[What the exercise asks]: Some lines in the material below hold the word "Spades". Copy all of them.

[Data section]:
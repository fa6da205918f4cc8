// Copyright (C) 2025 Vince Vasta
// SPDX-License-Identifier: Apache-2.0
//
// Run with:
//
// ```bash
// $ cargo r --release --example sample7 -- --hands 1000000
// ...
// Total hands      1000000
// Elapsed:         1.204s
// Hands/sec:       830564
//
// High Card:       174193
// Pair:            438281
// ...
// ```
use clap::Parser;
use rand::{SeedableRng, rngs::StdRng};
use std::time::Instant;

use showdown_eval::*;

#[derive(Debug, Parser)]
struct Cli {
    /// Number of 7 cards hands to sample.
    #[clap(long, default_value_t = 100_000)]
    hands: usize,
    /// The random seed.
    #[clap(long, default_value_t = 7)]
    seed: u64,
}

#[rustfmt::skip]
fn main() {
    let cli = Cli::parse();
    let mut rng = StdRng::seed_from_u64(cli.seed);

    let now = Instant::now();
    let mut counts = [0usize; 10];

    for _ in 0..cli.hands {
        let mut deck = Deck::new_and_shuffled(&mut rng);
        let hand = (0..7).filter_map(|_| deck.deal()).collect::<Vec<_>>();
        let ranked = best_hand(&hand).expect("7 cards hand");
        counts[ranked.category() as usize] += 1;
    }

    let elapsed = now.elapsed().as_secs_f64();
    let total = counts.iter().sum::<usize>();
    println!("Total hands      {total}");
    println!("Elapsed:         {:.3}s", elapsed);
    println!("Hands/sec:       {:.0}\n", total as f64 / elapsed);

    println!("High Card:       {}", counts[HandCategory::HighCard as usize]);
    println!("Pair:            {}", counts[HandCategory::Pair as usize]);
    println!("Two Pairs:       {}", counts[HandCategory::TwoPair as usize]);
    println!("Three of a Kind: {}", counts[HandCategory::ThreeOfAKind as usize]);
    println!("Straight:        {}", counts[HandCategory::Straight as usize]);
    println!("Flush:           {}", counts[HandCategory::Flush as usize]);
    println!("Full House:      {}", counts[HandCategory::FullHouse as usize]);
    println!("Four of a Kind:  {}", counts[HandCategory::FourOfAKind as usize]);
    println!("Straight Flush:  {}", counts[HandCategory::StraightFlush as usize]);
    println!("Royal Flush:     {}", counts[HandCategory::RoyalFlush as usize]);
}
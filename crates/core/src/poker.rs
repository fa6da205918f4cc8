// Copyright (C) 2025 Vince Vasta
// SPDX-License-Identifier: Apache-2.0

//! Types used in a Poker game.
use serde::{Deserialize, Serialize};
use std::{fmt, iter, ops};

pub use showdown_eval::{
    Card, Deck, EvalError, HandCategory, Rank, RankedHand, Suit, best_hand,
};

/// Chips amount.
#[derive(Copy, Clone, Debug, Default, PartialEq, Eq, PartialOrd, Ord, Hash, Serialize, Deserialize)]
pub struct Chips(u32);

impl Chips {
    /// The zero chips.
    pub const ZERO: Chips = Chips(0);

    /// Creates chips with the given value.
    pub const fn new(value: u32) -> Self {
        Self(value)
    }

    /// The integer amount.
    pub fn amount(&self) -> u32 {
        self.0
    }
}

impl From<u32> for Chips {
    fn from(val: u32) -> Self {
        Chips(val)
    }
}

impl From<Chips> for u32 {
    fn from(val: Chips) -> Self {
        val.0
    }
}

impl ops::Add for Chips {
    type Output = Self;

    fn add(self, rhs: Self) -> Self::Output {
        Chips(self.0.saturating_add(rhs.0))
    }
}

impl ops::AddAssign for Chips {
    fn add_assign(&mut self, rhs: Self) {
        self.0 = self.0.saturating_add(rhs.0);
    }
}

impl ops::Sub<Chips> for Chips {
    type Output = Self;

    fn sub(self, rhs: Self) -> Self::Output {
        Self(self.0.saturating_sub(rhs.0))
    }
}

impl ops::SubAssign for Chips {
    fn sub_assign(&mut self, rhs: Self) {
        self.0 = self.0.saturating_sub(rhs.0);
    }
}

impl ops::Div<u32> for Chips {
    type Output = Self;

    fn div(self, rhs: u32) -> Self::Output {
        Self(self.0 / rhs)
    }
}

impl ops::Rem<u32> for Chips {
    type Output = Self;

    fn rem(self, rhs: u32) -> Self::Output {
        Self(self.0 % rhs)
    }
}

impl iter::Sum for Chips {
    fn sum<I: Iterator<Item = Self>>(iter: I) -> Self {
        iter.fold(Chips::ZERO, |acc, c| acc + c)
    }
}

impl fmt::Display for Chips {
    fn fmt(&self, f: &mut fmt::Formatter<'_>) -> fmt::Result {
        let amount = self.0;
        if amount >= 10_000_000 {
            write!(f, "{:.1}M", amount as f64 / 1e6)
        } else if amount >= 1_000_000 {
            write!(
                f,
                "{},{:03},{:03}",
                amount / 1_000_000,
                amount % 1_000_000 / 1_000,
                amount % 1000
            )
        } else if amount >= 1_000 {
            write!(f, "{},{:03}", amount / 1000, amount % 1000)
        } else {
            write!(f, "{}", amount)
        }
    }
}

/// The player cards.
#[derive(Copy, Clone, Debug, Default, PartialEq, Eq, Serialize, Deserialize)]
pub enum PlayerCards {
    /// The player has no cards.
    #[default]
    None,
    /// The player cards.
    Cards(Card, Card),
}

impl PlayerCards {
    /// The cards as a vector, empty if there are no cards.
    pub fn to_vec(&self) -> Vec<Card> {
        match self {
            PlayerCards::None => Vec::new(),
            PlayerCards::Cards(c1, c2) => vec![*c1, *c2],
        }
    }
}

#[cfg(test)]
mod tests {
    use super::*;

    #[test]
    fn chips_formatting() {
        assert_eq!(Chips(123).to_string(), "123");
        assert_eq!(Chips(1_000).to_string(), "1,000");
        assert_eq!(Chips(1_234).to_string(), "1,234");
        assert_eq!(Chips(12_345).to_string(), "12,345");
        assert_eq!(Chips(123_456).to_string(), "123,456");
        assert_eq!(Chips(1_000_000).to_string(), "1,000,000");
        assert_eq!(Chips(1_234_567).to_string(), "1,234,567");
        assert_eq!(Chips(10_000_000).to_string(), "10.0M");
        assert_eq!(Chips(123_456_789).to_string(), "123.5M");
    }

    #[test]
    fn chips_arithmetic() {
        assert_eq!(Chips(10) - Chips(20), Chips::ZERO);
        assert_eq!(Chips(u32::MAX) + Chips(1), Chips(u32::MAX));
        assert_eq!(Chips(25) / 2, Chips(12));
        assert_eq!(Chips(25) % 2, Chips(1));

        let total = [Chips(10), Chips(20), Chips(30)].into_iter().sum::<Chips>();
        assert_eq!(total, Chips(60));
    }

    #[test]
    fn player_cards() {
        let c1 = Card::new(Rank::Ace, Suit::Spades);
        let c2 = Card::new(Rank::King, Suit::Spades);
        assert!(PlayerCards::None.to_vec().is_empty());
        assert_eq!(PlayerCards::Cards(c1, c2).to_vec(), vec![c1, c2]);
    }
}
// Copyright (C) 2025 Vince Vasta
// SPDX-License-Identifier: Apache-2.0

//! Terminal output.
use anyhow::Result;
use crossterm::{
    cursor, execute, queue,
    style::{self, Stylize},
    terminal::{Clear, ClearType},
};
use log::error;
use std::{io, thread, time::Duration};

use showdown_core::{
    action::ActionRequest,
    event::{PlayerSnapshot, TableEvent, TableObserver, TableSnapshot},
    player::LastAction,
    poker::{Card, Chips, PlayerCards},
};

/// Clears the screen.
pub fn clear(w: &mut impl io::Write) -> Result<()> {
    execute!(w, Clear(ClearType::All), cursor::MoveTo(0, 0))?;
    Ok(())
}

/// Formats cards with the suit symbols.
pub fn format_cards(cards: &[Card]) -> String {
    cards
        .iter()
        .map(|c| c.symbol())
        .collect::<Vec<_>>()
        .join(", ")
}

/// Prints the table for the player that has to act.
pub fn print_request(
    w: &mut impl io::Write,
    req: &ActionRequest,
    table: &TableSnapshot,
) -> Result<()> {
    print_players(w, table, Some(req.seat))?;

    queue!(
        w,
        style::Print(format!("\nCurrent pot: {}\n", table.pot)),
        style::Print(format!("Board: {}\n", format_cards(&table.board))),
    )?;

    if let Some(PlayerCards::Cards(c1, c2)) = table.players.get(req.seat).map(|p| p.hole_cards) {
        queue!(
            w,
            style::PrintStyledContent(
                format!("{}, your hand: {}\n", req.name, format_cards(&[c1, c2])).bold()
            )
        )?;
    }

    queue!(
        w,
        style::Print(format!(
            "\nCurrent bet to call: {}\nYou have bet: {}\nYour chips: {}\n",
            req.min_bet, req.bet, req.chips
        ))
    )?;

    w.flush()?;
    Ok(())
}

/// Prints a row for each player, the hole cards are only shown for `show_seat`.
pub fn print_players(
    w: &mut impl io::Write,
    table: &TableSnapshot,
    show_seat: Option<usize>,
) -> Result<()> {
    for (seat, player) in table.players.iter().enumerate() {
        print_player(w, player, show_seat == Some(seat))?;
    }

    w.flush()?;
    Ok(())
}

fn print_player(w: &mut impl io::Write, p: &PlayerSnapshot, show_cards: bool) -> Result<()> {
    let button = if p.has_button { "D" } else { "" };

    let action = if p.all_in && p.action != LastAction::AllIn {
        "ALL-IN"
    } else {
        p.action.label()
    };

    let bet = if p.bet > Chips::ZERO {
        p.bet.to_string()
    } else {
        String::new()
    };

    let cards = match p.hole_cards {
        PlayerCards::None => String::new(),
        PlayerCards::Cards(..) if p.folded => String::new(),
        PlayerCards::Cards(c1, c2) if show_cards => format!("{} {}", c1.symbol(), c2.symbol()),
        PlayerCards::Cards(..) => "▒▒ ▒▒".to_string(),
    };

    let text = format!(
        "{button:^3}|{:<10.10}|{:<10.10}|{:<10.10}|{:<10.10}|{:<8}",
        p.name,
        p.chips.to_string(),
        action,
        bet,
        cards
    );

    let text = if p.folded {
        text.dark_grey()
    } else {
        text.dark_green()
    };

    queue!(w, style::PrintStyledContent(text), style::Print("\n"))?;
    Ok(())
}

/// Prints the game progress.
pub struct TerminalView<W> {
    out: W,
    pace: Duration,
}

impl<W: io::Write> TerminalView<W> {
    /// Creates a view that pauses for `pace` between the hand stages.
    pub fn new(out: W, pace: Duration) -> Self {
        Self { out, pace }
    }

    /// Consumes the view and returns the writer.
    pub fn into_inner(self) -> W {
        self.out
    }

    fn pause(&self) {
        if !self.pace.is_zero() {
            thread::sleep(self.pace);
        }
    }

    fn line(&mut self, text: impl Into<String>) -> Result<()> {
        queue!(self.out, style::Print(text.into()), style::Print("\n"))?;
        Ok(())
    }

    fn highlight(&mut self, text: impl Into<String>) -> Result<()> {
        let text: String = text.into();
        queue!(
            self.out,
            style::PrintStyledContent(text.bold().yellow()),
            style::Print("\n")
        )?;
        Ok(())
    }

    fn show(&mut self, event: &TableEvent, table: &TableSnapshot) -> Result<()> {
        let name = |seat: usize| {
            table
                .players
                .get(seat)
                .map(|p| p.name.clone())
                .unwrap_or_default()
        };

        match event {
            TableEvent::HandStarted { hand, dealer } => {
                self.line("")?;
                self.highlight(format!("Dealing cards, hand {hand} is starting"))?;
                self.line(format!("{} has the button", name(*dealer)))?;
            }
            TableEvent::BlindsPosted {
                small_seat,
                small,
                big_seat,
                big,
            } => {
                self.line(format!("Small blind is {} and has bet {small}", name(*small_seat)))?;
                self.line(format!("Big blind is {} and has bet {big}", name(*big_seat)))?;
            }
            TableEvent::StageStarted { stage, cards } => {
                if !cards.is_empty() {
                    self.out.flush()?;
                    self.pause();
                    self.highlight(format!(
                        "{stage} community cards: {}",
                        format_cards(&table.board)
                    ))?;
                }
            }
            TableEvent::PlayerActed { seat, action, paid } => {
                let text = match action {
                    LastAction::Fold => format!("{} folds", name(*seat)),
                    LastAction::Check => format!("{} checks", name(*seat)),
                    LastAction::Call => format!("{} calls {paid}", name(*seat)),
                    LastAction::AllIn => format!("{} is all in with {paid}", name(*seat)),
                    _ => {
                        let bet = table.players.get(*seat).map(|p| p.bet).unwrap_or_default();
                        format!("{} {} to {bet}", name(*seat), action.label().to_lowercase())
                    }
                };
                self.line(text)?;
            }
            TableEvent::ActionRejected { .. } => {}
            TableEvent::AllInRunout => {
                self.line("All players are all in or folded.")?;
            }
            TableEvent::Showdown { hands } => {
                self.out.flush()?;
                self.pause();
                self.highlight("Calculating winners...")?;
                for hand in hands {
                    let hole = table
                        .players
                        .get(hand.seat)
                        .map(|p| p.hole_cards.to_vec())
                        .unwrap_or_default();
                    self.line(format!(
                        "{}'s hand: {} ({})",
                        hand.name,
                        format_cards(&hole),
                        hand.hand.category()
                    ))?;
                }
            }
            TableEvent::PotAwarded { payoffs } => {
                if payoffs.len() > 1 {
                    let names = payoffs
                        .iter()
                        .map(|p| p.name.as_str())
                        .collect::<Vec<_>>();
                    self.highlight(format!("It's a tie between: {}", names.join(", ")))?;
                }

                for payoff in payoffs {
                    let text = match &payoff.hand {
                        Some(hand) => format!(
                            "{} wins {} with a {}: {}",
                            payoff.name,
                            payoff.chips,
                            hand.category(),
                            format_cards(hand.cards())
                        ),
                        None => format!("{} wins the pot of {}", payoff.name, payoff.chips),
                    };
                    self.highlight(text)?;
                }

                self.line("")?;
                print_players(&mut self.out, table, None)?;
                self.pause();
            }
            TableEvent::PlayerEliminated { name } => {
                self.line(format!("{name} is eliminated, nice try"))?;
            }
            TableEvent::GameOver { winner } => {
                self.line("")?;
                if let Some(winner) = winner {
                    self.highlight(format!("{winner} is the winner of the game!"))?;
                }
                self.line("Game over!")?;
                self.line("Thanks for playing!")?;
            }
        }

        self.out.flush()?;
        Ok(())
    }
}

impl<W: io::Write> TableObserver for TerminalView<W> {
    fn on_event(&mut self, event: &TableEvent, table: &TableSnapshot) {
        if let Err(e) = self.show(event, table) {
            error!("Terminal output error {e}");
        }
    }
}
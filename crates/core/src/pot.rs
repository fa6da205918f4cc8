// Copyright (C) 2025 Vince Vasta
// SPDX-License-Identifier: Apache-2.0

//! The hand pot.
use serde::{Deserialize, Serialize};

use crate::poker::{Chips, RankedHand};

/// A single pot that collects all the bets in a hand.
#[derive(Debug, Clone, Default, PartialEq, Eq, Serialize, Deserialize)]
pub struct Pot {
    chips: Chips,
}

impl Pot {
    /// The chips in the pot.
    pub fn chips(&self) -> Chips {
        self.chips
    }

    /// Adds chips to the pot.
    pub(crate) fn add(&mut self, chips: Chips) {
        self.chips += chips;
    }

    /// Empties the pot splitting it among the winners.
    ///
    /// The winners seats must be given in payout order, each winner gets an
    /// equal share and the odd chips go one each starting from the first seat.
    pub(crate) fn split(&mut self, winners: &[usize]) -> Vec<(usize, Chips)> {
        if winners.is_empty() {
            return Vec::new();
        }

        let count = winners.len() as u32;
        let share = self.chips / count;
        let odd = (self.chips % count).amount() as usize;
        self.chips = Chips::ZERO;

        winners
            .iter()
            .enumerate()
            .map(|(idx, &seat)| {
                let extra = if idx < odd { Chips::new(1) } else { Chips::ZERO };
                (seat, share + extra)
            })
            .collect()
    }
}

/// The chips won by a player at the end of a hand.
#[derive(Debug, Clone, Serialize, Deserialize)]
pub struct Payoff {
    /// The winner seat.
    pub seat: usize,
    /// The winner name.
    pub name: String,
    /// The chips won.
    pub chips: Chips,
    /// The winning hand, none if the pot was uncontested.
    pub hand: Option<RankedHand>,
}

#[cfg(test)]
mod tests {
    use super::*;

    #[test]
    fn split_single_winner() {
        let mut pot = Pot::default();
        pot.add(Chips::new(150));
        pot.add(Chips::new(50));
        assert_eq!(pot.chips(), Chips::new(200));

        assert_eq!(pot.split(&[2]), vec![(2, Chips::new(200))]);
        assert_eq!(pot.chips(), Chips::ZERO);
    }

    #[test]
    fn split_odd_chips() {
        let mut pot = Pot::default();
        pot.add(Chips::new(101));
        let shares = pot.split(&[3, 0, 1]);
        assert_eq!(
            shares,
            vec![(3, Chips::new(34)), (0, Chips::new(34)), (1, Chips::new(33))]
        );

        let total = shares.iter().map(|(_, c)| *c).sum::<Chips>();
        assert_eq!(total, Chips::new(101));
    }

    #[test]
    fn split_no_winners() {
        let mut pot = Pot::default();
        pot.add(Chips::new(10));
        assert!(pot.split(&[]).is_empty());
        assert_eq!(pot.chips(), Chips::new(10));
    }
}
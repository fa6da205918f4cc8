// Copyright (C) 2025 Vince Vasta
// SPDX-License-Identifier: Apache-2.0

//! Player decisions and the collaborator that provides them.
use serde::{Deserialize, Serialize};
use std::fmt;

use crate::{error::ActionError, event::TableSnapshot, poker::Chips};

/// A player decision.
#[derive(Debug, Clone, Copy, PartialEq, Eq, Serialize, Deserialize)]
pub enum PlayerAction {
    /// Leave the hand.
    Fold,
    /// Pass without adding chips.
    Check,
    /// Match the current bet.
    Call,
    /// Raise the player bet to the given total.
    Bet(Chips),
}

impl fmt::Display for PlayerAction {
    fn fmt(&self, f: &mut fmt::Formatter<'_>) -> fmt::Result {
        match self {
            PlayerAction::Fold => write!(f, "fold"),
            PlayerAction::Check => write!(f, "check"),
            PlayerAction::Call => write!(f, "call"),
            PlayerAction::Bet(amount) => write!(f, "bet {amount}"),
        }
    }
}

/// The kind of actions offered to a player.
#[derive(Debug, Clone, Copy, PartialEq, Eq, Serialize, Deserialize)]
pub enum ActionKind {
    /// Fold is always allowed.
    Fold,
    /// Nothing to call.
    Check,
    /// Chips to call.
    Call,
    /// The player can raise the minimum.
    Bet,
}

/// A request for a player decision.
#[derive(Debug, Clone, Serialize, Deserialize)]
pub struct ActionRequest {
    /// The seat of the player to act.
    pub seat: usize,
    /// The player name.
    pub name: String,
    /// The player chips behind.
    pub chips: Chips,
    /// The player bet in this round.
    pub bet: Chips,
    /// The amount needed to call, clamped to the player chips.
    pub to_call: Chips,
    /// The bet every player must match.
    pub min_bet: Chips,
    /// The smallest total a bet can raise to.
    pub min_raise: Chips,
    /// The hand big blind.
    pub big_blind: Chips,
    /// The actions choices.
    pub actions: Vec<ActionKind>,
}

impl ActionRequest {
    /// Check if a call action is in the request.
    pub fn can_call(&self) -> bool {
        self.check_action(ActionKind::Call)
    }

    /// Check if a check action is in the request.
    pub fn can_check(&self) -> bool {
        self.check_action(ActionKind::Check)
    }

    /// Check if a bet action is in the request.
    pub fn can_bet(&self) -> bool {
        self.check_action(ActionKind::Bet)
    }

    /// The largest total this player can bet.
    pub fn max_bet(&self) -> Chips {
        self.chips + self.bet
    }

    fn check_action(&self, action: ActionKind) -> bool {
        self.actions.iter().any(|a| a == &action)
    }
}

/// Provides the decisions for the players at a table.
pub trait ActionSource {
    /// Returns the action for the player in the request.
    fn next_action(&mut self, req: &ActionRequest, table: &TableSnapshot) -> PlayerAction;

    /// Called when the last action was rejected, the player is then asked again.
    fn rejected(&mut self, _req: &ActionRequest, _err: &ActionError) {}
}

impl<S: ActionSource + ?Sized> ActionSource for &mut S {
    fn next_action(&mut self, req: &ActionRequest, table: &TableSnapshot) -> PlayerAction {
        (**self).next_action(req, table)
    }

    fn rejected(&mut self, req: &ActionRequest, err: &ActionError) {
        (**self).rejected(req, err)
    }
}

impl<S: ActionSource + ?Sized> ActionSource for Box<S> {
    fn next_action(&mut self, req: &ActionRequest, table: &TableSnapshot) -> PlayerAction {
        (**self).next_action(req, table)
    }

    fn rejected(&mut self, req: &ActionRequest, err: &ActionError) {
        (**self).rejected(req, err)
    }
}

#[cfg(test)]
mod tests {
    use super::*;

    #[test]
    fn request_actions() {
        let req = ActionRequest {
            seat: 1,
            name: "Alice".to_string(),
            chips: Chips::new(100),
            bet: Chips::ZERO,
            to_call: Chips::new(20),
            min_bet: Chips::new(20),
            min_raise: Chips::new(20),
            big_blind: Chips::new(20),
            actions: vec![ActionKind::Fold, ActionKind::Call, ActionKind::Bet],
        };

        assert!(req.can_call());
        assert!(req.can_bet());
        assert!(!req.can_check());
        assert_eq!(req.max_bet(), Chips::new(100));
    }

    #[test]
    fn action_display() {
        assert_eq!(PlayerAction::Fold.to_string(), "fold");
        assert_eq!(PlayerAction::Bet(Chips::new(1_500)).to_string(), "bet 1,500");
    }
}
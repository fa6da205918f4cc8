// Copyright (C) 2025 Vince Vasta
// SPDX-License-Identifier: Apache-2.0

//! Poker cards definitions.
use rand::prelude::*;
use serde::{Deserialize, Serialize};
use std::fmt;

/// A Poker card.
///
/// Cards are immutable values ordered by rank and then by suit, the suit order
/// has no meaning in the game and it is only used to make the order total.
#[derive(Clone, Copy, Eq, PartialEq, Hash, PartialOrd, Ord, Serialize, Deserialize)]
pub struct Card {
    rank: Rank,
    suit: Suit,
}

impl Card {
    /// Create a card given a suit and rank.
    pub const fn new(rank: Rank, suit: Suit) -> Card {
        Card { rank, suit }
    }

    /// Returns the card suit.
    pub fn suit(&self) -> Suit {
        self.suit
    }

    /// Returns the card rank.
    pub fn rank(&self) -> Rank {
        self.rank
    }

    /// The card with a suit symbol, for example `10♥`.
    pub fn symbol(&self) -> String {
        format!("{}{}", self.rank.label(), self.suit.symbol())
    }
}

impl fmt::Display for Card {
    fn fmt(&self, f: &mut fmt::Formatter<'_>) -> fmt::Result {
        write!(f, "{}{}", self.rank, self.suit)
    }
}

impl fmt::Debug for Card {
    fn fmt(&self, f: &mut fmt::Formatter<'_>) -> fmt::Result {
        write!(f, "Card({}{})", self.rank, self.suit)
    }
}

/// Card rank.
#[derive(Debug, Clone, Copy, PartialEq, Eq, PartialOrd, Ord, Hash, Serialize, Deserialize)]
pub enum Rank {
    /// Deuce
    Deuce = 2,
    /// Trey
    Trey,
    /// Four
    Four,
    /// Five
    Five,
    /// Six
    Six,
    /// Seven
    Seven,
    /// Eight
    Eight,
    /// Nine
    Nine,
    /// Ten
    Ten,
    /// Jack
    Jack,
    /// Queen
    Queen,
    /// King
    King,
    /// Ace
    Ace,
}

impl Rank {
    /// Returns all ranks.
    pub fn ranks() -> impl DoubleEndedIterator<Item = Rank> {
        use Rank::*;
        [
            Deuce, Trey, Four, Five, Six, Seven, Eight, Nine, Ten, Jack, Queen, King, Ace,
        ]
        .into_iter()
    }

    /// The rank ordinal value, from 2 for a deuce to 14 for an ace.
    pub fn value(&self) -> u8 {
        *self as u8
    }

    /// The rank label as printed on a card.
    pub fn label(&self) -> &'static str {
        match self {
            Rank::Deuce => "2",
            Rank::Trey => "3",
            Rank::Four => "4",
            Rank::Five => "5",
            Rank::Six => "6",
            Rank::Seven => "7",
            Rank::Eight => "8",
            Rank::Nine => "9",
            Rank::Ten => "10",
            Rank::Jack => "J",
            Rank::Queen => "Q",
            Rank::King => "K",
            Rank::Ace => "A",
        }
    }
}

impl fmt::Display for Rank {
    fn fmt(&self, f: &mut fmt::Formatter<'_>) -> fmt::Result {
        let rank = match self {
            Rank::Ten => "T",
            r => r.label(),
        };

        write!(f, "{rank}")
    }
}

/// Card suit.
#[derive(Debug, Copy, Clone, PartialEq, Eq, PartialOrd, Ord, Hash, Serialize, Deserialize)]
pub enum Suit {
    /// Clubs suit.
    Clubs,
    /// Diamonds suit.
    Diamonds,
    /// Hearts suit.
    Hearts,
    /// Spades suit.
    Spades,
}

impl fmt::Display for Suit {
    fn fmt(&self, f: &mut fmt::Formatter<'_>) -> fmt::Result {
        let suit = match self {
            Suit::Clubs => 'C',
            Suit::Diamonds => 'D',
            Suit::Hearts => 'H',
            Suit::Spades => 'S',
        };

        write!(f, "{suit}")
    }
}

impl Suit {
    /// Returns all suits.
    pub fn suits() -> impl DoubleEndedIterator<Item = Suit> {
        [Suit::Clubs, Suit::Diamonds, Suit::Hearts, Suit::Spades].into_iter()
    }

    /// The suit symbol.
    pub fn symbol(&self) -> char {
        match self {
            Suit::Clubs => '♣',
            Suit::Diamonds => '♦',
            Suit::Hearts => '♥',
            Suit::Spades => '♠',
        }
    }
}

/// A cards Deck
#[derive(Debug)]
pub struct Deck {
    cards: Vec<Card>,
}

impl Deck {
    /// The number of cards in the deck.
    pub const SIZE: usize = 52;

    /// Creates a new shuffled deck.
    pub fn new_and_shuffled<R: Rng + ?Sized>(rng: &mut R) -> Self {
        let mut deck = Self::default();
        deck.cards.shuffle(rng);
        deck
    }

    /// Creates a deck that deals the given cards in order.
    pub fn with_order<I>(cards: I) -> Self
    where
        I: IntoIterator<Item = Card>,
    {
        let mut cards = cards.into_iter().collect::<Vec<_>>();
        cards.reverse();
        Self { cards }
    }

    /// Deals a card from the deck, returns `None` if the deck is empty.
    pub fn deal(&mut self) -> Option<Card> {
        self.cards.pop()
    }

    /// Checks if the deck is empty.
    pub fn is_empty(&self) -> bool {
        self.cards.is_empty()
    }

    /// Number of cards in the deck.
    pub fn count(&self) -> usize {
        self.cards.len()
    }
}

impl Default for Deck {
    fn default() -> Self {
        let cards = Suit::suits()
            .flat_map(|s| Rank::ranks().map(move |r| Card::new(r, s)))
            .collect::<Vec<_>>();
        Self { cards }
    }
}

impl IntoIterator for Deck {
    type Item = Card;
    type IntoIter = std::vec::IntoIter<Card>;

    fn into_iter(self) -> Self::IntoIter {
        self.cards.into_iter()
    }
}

[Result]:
        let c1 = Card::new(Rank::Ace, Suit::Spades);
        let c2 = Card::new(Rank::King, Suit::Spades);
    /// Spades suit.
    Spades,
            Suit::Spades => 'S',
        [Suit::Clubs, Suit::Diamonds, Suit::Hearts, Suit::Spades].into_iter()
            Suit::Spades => '♠',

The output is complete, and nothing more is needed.